Osteoblasts are derived from mesenchymal/stromal cells in bone marrow, and gain the ability to support osteoclastogenesis during differentiation though the expression of receptor activator of NF-κB ligand (RANKL) and macrophage-colony stimulating factor (M-CSF). However, the properties (differentiation stage and expression of osteoblast marker genes) of stromal or osteoblastic cells that have the capacity to support osteoclast differentiation are unclear. Therefore, we sought to establish and characterize bone marrow-derived stromal cell lines (TSB) from temperature-sensitive SV40 T-antigen transgenic mice to define them at the clonal level. Of the 24 randomly selected cell lines, only 2 cell lines, TSB13 and TSB20, could support osteoclast differentiation in the presence of 1α,25(OH)2D3. In both cell lines, RANKL mRNA was induced and osteoprotegerin (OPG) mRNA was decreased in response to treatment with 1α,25(OH)2D3 for 2 days. Other RNA expression analyses of osteoblast-specific marker genes demonstrated the following characteristics of TSB13 and TSB20: (1) alkaline phosphatase (ALP) and type I collagen genes are expressed; (2) osteocalcin and osteopontin genes are expressed at low levels, and their expression levels are upregulated after induction of differentiation by a temperature shift from 33°C to 37°C, or 1α,25(OH)2D3 treatment.
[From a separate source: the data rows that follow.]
//! The project tree the text tools search, and path confinement to it.

use std::path::{Component, Path, PathBuf};
use walkdir::{DirEntry, WalkDir};

/// Error returned when a requested path cannot be used.
#[derive(Debug, thiserror::Error)]
pub enum PathError {
    #[error("Path traversal detected in '{path}'")]
    Traversal { path: String },

    #[error("Path '{path}' is outside the project root")]
    OutsideRoot { path: String },

    #[error("File not found: '{path}'")]
    NotFound { path: String },
}

/// Directories never searched.
const SKIPPED_DIRS: &[&str] = &["target", "node_modules", "build", "out", "dist"];

/// Bytes inspected when deciding whether a file is text.
const BINARY_SNIFF_LEN: usize = 8192;

#[derive(Debug, Clone)]
pub struct ProjectRoot {
    root: PathBuf,
    /// Files larger than this are skipped by content search
    max_file_size: u64,
    max_depth: usize,
}

impl ProjectRoot {
    pub fn new(root: impl Into<PathBuf>) -> Self {
        Self {
            root: root.into(),
            max_file_size: 2 * 1024 * 1024,
            max_depth: 32,
        }
    }

    pub fn with_max_file_size(mut self, bytes: u64) -> Self {
        self.max_file_size = bytes;
        self
    }

    pub fn root(&self) -> &Path {
        &self.root
    }

    /// Every file under the root as a sorted, `/`-separated relative path.
    ///
    /// Hidden directories and build output are skipped.
    pub fn files(&self) -> Vec<String> {
        let mut files: Vec<String> = WalkDir::new(&self.root)
            .max_depth(self.max_depth)
            .follow_links(false)
            .into_iter()
            .filter_entry(|e| e.depth() == 0 || !is_skipped(e))
            .filter_map(|e| e.ok())
            .filter(|e| e.file_type().is_file())
            .filter_map(|e| self.relative(e.path()))
            .collect();
        files.sort();
        files
    }

    fn relative(&self, path: &Path) -> Option<String> {
        let rel = path.strip_prefix(&self.root).ok()?;
        let parts: Vec<_> = rel
            .components()
            .map(|c| c.as_os_str().to_string_lossy().into_owned())
            .collect();
        Some(parts.join("/"))
    }

    /// Contents of a small text file; `None` for large, binary or unreadable files.
    pub fn read_text(&self, relative: &str) -> Option<String> {
        let path = self.root.join(relative);
        let size = std::fs::metadata(&path).ok()?.len();
        if size > self.max_file_size {
            return None;
        }
        let bytes = std::fs::read(&path).ok()?;
        if bytes.iter().take(BINARY_SNIFF_LEN).any(|b| *b == 0) {
            return None;
        }
        Some(String::from_utf8_lossy(&bytes).into_owned())
    }

    /// Resolve `requested` to an existing path inside the root.
    ///
    /// Rejects `..` components outright, then canonicalizes so symlinks
    /// cannot lead outside.
    pub fn resolve(&self, requested: &str) -> Result<PathBuf, PathError> {
        let candidate = Path::new(requested);
        if candidate.components().any(|c| matches!(c, Component::ParentDir)) {
            return Err(PathError::Traversal {
                path: requested.into(),
            });
        }

        let joined = if candidate.is_absolute() {
            candidate.to_path_buf()
        } else {
            self.root.join(candidate)
        };
        let root = self.root.canonicalize().map_err(|_| PathError::NotFound {
            path: self.root.display().to_string(),
        })?;
        let canonical = joined.canonicalize().map_err(|_| PathError::NotFound {
            path: requested.into(),
        })?;
        if !canonical.starts_with(&root) {
            return Err(PathError::OutsideRoot {
                path: requested.into(),
            });
        }
        Ok(canonical)
    }
}

fn is_skipped(entry: &DirEntry) -> bool {
    entry.file_type().is_dir()
        && entry
            .file_name()
            .to_str()
            .is_some_and(|name| name.starts_with('.') || SKIPPED_DIRS.contains(&name))
}

#[cfg(test)]
mod tests {
    use super::*;

    fn project() -> (tempfile::TempDir, ProjectRoot) {
        let dir = tempfile::tempdir().unwrap();
        std::fs::create_dir_all(dir.path().join("src/nested")).unwrap();
        std::fs::create_dir_all(dir.path().join(".git")).unwrap();
        std::fs::create_dir_all(dir.path().join("target/debug")).unwrap();
        std::fs::write(dir.path().join("src/lib.rs"), "pub fn run() {}\n").unwrap();
        std::fs::write(dir.path().join("src/nested/deep.rs"), "struct Deep;\n").unwrap();
        std::fs::write(dir.path().join(".git/HEAD"), "ref: main\n").unwrap();
        std::fs::write(dir.path().join("target/debug/out.rs"), "junk\n").unwrap();
        std::fs::write(dir.path().join("blob.bin"), [0u8, 1, 2, 3]).unwrap();
        let project = ProjectRoot::new(dir.path());
        (dir, project)
    }

    #[test]
    fn lists_files_skipping_hidden_and_build_dirs() {
        let (_dir, project) = project();
        assert_eq!(project.files(), vec!["blob.bin", "src/lib.rs", "src/nested/deep.rs"]);
    }

    #[test]
    fn binary_and_large_files_are_not_text() {
        let (dir, project) = project();
        assert!(project.read_text("blob.bin").is_none());
        assert_eq!(project.read_text("src/lib.rs").as_deref(), Some("pub fn run() {}\n"));

        let tiny = ProjectRoot::new(dir.path()).with_max_file_size(4);
        assert!(tiny.read_text("src/lib.rs").is_none());
    }

    #[test]
    fn resolve_confines_to_root() {
        let (_dir, project) = project();
        assert!(project.resolve("src/lib.rs").is_ok());
        assert!(matches!(
            project.resolve("../outside.txt"),
            Err(PathError::Traversal { .. })
        ));
        assert!(matches!(
            project.resolve("src/../../etc/passwd"),
            Err(PathError::Traversal { .. })
        ));
        assert!(matches!(
            project.resolve("missing.rs"),
            Err(PathError::NotFound { .. })
        ));
    }

    #[test]
    fn absolute_paths_outside_root_are_rejected() {
        let (_dir, project) = project();
        let other = tempfile::tempdir().unwrap();
        let outside = other.path().join("secret.txt");
        std::fs::write(&outside, "secret").unwrap();
        let outside = outside.to_string_lossy().into_owned();

        assert!(matches!(
            project.resolve(&outside),
            Err(PathError::OutsideRoot { .. })
        ));
    }
}
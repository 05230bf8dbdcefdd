//! Retry policy and cancellable backoff sleeps.

use sleuth_config::GatewayConfig;
use sleuth_core::CancelFlag;
use std::time::Duration;

/// How many times to try a request and how long to wait between tries.
#[derive(Debug, Clone, Copy, PartialEq, Eq)]
pub struct RetryPolicy {
    pub max_attempts: u32,
    pub backoff_cap: Duration,
    /// Granularity of the cancellation check while sleeping
    pub tick: Duration,
}

impl Default for RetryPolicy {
    fn default() -> Self {
        Self {
            max_attempts: 8,
            backoff_cap: Duration::from_secs(16),
            tick: Duration::from_millis(100),
        }
    }
}

impl RetryPolicy {
    pub fn from_config(config: &GatewayConfig) -> Self {
        Self {
            max_attempts: config.max_attempts.max(1),
            backoff_cap: Duration::from_secs(config.backoff_cap_secs),
            tick: Duration::from_millis(config.backoff_tick_ms.max(1)),
        }
    }

    /// Wait after the failed `attempt` (1-based): `min(2^(attempt-1), cap)` seconds.
    pub fn backoff_for(&self, attempt: u32) -> Duration {
        let exponent = attempt.saturating_sub(1);
        let secs = 1u64.checked_shl(exponent).unwrap_or(u64::MAX);
        Duration::from_secs(secs).min(self.backoff_cap)
    }
}

/// Sleep for `total` in `tick` increments, stopping early on cancellation.
///
/// Returns `false` if cancellation was observed.
pub async fn sleep_with_cancel(total: Duration, tick: Duration, cancel: &CancelFlag) -> bool {
    let deadline = tokio::time::Instant::now() + total;
    loop {
        if cancel.is_cancelled() {
            return false;
        }
        let now = tokio::time::Instant::now();
        if now >= deadline {
            return true;
        }
        let step = tick.min(deadline - now);
        tokio::select! {
            biased;
            _ = cancel.cancelled() => return false,
            _ = tokio::time::sleep(step) => {}
        }
    }
}
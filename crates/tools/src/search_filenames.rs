//! Regex search over project-relative file paths.

use async_trait::async_trait;
use serde_json::Value;
use sleuth_core::error::ToolError;
use sleuth_core::tool::{ParamType, Tool, ToolResult, ToolSpecification};
use std::sync::Arc;
use tracing::debug;

use crate::args::{compile_patterns, reasoning, string_list, REASONING_DESCRIPTION};
use crate::project::ProjectRoot;

pub const NAME: &str = "searchFilenames";

pub struct SearchFilenamesTool {
    project: Arc<ProjectRoot>,
}

impl SearchFilenamesTool {
    pub fn new(project: Arc<ProjectRoot>) -> Self {
        Self { project }
    }
}

#[async_trait]
impl Tool for SearchFilenamesTool {
    fn name(&self) -> &str {
        NAME
    }

    fn specification(&self) -> ToolSpecification {
        ToolSpecification::new(
            NAME,
            "Returns filenames (relative to the project root) that match the given regular expression patterns.\n\
             Use this to find configuration files, test data, or source files when you know part of their name.",
        )
        .param(
            "patterns",
            ParamType::string_array(),
            "Regex patterns to match against filenames.",
        )
        .param("reasoning", ParamType::String, REASONING_DESCRIPTION)
    }

    async fn execute(&self, arguments: Value) -> Result<ToolResult, ToolError> {
        let patterns = string_list(&arguments, "patterns");
        if patterns.is_empty() {
            return Ok(ToolResult::empty("Cannot search filenames: patterns list is empty"));
        }
        if reasoning(&arguments).trim().is_empty() {
            return Ok(ToolResult::empty(
                "Cannot search filenames: missing or empty reasoning parameter",
            ));
        }
        let compiled = compile_patterns(&patterns)?;
        if compiled.is_empty() {
            return Ok(ToolResult::empty("No valid patterns provided"));
        }

        debug!(?patterns, "Searching filenames");
        let project = Arc::clone(&self.project);
        let matching = tokio::task::spawn_blocking(move || {
            project
                .files()
                .into_iter()
                .filter(|path| compiled.iter().any(|p| p.is_match(path)))
                .collect::<Vec<_>>()
        })
        .await
        .map_err(|e| ToolError::ExecutionFailed {
            tool_name: NAME.into(),
            reason: e.to_string(),
        })?;

        if matching.is_empty() {
            return Ok(ToolResult::empty(format!(
                "No filenames found matching patterns: {}",
                patterns.join(", ")
            )));
        }
        Ok(ToolResult::ok(format!("Matching filenames: {}", matching.join(", "))))
    }
}

#[cfg(test)]
mod tests {
    use super::*;
    use serde_json::json;

    #[tokio::test]
    async fn matches_relative_paths() {
        let dir = tempfile::tempdir().unwrap();
        std::fs::create_dir_all(dir.path().join("config")).unwrap();
        std::fs::write(dir.path().join("config/app.toml"), "").unwrap();
        std::fs::write(dir.path().join("config/app.yaml"), "").unwrap();
        std::fs::write(dir.path().join("README.md"), "").unwrap();
        let tool = SearchFilenamesTool::new(Arc::new(ProjectRoot::new(dir.path())));

        let result = tool
            .execute(json!({"patterns": ["^config/.*\\.toml$", "README"], "reasoning": "configs"}))
            .await
            .unwrap();
        assert!(result.success);
        assert_eq!(result.output, "Matching filenames: README.md, config/app.toml");

        let none = tool
            .execute(json!({"patterns": ["\\.json$"], "reasoning": "configs"}))
            .await
            .unwrap();
        assert!(!none.success);
        assert_eq!(none.output, "No filenames found matching patterns: \\.json$");
    }
}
Consequently, the long-term culture of TSB13 and TSB20 cell lines strongly stimulated osteocalcin expression and effectively induced calcified nodule formation in the presence of phosphate. The results suggest that the supportive cells for osteoclastogenesis are restricted to a specialized population of bone marrow stromal cells, and the high ratio of RANKL vs. OPG expression found in this population after 1α,25(OH)2D3 treatment might be a general property of osteoclast-supporting cells.